- The Washington Times - Monday, April 16, 2012

The space shuttle Discovery, carried on the back of a jumbo jet, will fly over Washington on Tuesday as the onetime workhorse of NASA’s orbiter fleet is delivered to the Smithsonian National Air and Space Museum.

The arrival of the shuttle marks the first half of an exchange that will see Discovery take up residence at the Smithsonian’s Steven F. Udvar-Hazy Center in Chantilly, while the test-shuttle Enterprise will be transferred to New York’s Intrepid Sea, Air & Space Museum.

Discovery and its carrier will touch down at about 10:40 a.m. at Washington Dulles International Airport, museum officials said, after a flight from NASA’s Kennedy Space Center in Florida.

Museum officials said the Discovery will conduct a low fly-by along the Mall and Potomac River north of the Woodrow Wilson Bridge.

The Enterprise is scheduled to meet its replacement nose-to-nose Thursday in a public ceremony. Enterprise was used as a vehicle for a number of tests both in the atmosphere and on the ground, including vibration, system and performance tests. It was transferred to the Smithsonian in 1985.

Discovery’s debut flight was Aug. 30, 1984, and it flew 39 missions, including those carrying the first black and first female shuttle commanders and the 1998 mission in which astronaut John Glenn, the first American to orbit the Earth, returned to space. It also was the first shuttle to fly after disasters claimed the space shuttle Challenger in 1986 and the space shuttle Columbia in 2003.

Discovery’s final flight was in February 2011, shortly before the 30-year-old program ended last summer.

A year ago, NASA announced its decision to display the orbiter at the Northern Virginia museum that is a companion facility to the Air and Space Museum on the Mall. Gen. John R. “Jack” Dailey, the museum’s director, called the Discovery “an educational treasure.”

Over the weekend, dozens of museumgoers milled about the foot of the Enterprise during its final days in Virginia, snapping photographs and gawking at its size.

“You don’t realize how big it is until you’re next to it,” said Stephen Vickars, 65, who was visiting the museum with his brother.

The brothers, from West Virginia, said they had heard about the shuttle switch. They worried more about what the move means for the future of space exploration.

“We were always glued to the TV,” said Sue Pannoni, a Rochester, N.Y., resident, about growing up with the shuttle program. “We can’t just abandon it. I say move on and keep going forward.”

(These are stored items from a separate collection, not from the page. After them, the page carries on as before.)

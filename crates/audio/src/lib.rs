//! funkrelais-audio – Audio-Pfad des Relays
//!
//! Vom HTTP-Stream zum Opus-Frame:
//! - HTTP-Quelle als sequentieller Byte-Leser (reqwest)
//! - Transcoder-Prozess (ffmpeg) dekodiert zu s16le-PCM
//! - Opus-Encoding in festen 20-ms-Frames (audiopus)
//! - Pull-basierter FrameProvider fuer den Voice-Transport

pub mod codec;
pub mod error;
pub mod frame;
pub mod pipeline;
pub mod quelle;

// Bequeme Re-Exporte der wichtigsten Typen
pub use codec::{ChannelCount, FrameSizeMs, OpusApplication, OpusConfig, OpusEncoder, SampleRate};
pub use error::{AudioError, AudioResult};
pub use frame::{FrameProvider, OpusFrame};
pub use pipeline::{EncoderKonfig, EncoderPipeline, PipelineEnde, PipelineFrames, PipelineStatus};
pub use quelle::{ByteQuelle, HttpQuelle};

“It was a bit more interesting at first,” Rick McCabe, a Boston-area resident, said of the space program as he gave his grandson a history lesson. “But a lot of good science and inventions could be used for everyday life.”

As he looked up at the nose of the Enterprise, Mr. Vickars, a pilot for nearly 40 years, said he could lend a hand to NASA crew members if they needed it.

“I’d love to go to space or the moon,” Mr. Vickars said. “If you quit exploring, what are you going to do?”